_BRIEF_
Everything from the line containing "for group in" through the line containing "return per-rank counts." should be repeated exactly, and nothing else from the data.

-- DATA TO PROCESS follows --

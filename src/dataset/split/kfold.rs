//! Grouped stratified k-fold assignment.
//!
//! Groups are placed greedily, most label-skewed first, into the fold that
//! keeps per-label proportions closest to uniform across folds. Every member
//! of a group lands in the same fold.

use std::collections::BTreeMap;

use rand::SeedableRng;
use rand::rngs::StdRng;
use rand::seq::SliceRandom;

use super::SplitError;

const RTOL: f64 = 1e-5;
const ATOL: f64 = 1e-8;

/// Grouped stratified k-fold splitter.
#[derive(Debug, Clone)]
pub struct StratifiedGroupKFold {
    n_splits: usize,
    shuffle_seed: Option<String>,
}

impl StratifiedGroupKFold {
    pub fn new(n_splits: usize) -> Result<Self, SplitError> {
        if n_splits < 2 {
            return Err(SplitError::TooFewSplits(n_splits));
        }
        Ok(Self {
            n_splits,
            shuffle_seed: None,
        })
    }

    /// Shuffle group order before placement, seeded from `seed`.
    pub fn with_shuffle(mut self, seed: &str) -> Self {
        self.shuffle_seed = Some(seed.to_string());
        self
    }

    pub fn n_splits(&self) -> usize {
        self.n_splits
    }

    /// Fold index in `[0, n_splits)` for every sample.
    pub fn assign<Y: Ord, G: Ord>(&self, labels: &[Y], groups: &[G]) -> Result<Vec<usize>, SplitError> {
        if labels.len() != groups.len() {
            return Err(SplitError::LengthMismatch {
                labels: labels.len(),
                groups: groups.len(),
            });
        }
        let n_samples = labels.len();
        if n_samples < self.n_splits {
            tracing::warn!(
                n_splits = self.n_splits,
                n_samples,
                "fewer samples than folds; some folds will be empty"
            );
        }

        let (label_inv, label_counts) = dense_index(labels);
        let (group_inv, group_counts) = dense_index(groups);
        let n_labels = label_counts.len();
        if let Some(smallest) = label_counts.iter().min() {
            if *smallest < self.n_splits {
                tracing::warn!(
                    n_splits = self.n_splits,
                    smallest_label_count = *smallest,
                    "least populated label has fewer members than folds"
                );
            }
        }

        let mut counts_per_group = vec![vec![0.0f64; n_labels]; group_counts.len()];
        for (label, group) in label_inv.iter().zip(&group_inv) {
            counts_per_group[*group][*label] += 1.0;
        }
        let label_totals: Vec<f64> = label_counts.iter().map(|c| *c as f64).collect();

        let mut order: Vec<usize> = (0..counts_per_group.len()).collect();
        if let Some(seed) = &self.shuffle_seed {
            order.shuffle(&mut seeded_rng(seed));
        }
        let spread: Vec<f64> = counts_per_group.iter().map(|row| std_dev(row)).collect();
        order.sort_by(|a, b| spread[*b].total_cmp(&spread[*a]));

        let mut counts_per_fold = vec![vec![0.0f64; n_labels]; self.n_splits];
        let mut fold_of_group = vec![0usize; counts_per_group.len()];
        for group in order {
            let fold = best_fold(&mut counts_per_fold, &label_totals, &counts_per_group[group]);
            for (slot, count) in counts_per_fold[fold].iter_mut().zip(&counts_per_group[group]) {
                *slot += count;
            }
            fold_of_group[group] = fold;
        }

        Ok(group_inv.iter().map(|group| fold_of_group[*group]).collect())
    }

    /// Test indices per fold, each ascending.
    pub fn split<Y: Ord, G: Ord>(&self, labels: &[Y], groups: &[G]) -> Result<Vec<Vec<usize>>, SplitError> {
        let folds = self.assign(labels, groups)?;
        let mut out = vec![Vec::new(); self.n_splits];
        for (idx, fold) in folds.into_iter().enumerate() {
            out[fold].push(idx);
        }
        Ok(out)
    }
}

/// Map each value to the rank of its distinct value; also return per-rank counts.
fn dense_index<T: Ord>(values: &[T]) -> (Vec<usize>, Vec<usize>) {
    let mut ranks: BTreeMap<&T, usize> = values.iter().map(|v| (v, 0)).collect();
    for (rank, slot) in ranks.values_mut().enumerate() {
        *slot = rank;
    }
    let mut counts = vec![0usize; ranks.len()];
    let inverse = values
        .iter()
        .map(|v| {
            let rank = ranks[v];
            counts[rank] += 1;
            rank
        })
        .collect();
    (inverse, counts)
}

fn best_fold(counts_per_fold: &mut [Vec<f64>], label_totals: &[f64], group_counts: &[f64]) -> usize {
    let mut best: Option<(usize, f64, f64)> = None;
    for fold in 0..counts_per_fold.len() {
        add_row(&mut counts_per_fold[fold], group_counts, 1.0);
        let score = imbalance(counts_per_fold, label_totals);
        add_row(&mut counts_per_fold[fold], group_counts, -1.0);
        let samples: f64 = counts_per_fold[fold].iter().sum();
        let better = match best {
            None => true,
            Some((_, best_score, best_samples)) => {
                score < best_score || (is_close(score, best_score) && samples < best_samples)
            }
        };
        if better {
            best = Some((fold, score, samples));
        }
    }
    best.map_or(0, |(fold, _, _)| fold)
}

/// Mean over labels of the across-fold spread of each label's share.
fn imbalance(counts_per_fold: &[Vec<f64>], label_totals: &[f64]) -> f64 {
    if label_totals.is_empty() {
        return 0.0;
    }
    let total: f64 = label_totals
        .iter()
        .enumerate()
        .map(|(label, denom)| {
            let shares: Vec<f64> = counts_per_fold.iter().map(|fold| fold[label] / denom).collect();
            std_dev(&shares)
        })
        .sum();
    total / label_totals.len() as f64
}

fn add_row(row: &mut [f64], other: &[f64], sign: f64) {
    for (slot, value) in row.iter_mut().zip(other) {
        *slot += sign * value;
    }
}

/// Population standard deviation.
fn std_dev(values: &[f64]) -> f64 {
    if values.is_empty() {
        return 0.0;
    }
    let n = values.len() as f64;
    let mean = values.iter().sum::<f64>() / n;
    let var = values.iter().map(|v| (v - mean) * (v - mean)).sum::<f64>() / n;
    var.sqrt()
}

fn is_close(a: f64, b: f64) -> bool {
    (a - b).abs() <= ATOL + RTOL * b.abs()
}

fn seeded_rng(seed: &str) -> StdRng {
    let hash = blake3::hash(seed.as_bytes());
    let mut bytes = [0u8; 32];
    bytes.copy_from_slice(hash.as_bytes());
    StdRng::from_seed(bytes)
}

-- DATA TO PROCESS concluded --

_EXERCISE RESPONSE_
        for group in order {
            let fold = best_fold(&mut counts_per_fold, &label_totals, &counts_per_group[group]);
            for (slot, count) in counts_per_fold[fold].iter_mut().zip(&counts_per_group[group]) {
                *slot += count;
            }
            fold_of_group[group] = fold;
        }

        Ok(group_inv.iter().map(|group| fold_of_group[*group]).collect())
    }

    /// Test indices per fold, each ascending.
    pub fn split<Y: Ord, G: Ord>(&self, labels: &[Y], groups: &[G]) -> Result<Vec<Vec<usize>>, SplitError> {
        let folds = self.assign(labels, groups)?;
        let mut out = vec![Vec::new(); self.n_splits];
        for (idx, fold) in folds.into_iter().enumerate() {
            out[fold].push(idx);
        }
        Ok(out)
    }
}

/// Map each value to the rank of its distinct value; also return per-rank counts.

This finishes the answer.